● Task details
Filter the material below down to the lines containing the word "matches".

● Records shown
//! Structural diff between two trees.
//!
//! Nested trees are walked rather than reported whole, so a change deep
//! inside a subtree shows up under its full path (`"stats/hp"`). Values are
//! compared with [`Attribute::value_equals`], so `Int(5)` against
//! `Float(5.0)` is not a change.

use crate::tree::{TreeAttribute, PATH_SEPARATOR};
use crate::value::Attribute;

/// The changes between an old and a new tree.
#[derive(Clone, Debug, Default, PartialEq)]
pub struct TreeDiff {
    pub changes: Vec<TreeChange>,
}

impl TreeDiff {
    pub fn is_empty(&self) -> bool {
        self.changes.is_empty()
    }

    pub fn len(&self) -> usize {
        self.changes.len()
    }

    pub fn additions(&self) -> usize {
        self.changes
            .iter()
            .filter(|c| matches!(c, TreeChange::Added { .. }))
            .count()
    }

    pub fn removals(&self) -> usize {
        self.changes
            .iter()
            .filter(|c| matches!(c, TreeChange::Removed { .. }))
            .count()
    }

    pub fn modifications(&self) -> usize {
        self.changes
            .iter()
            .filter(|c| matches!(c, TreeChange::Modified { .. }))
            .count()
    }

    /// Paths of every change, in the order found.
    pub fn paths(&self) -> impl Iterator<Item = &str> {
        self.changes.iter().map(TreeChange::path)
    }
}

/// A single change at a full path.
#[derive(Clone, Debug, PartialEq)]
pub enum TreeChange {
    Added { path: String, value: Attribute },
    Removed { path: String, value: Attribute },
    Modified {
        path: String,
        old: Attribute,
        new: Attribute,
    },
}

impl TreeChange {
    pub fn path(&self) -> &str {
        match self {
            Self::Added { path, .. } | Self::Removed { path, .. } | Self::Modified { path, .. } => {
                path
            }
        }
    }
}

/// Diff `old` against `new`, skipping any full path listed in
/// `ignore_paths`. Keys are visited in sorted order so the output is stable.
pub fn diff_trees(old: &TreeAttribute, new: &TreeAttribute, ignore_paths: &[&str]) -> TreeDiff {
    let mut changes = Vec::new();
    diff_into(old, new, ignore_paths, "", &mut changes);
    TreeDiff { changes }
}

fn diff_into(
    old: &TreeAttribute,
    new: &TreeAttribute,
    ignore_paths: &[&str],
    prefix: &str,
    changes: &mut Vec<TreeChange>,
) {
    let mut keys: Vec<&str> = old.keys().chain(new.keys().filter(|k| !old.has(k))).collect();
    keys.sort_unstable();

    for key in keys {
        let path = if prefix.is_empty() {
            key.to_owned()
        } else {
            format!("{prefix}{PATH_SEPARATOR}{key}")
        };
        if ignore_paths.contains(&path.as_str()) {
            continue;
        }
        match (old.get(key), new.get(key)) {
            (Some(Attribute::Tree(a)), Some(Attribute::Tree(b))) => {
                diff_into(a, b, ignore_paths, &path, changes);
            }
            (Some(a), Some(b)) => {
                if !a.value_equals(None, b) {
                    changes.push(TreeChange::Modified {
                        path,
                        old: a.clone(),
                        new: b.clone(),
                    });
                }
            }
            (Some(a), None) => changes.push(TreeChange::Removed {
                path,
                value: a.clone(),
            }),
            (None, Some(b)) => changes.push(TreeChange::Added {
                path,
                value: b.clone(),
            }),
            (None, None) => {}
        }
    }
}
* * *
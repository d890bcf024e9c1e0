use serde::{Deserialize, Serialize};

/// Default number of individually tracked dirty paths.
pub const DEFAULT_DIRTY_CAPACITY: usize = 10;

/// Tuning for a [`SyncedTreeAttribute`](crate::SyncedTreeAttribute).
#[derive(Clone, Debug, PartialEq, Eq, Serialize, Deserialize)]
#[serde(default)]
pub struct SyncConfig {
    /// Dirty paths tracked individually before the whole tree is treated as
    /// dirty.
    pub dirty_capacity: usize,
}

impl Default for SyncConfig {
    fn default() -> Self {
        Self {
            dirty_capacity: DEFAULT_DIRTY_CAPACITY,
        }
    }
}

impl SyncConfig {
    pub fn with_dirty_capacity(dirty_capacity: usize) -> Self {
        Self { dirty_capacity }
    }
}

● Answer box
            .filter(|c| matches!(c, TreeChange::Added { .. }))
            .filter(|c| matches!(c, TreeChange::Removed { .. }))
            .filter(|c| matches!(c, TreeChange::Modified { .. }))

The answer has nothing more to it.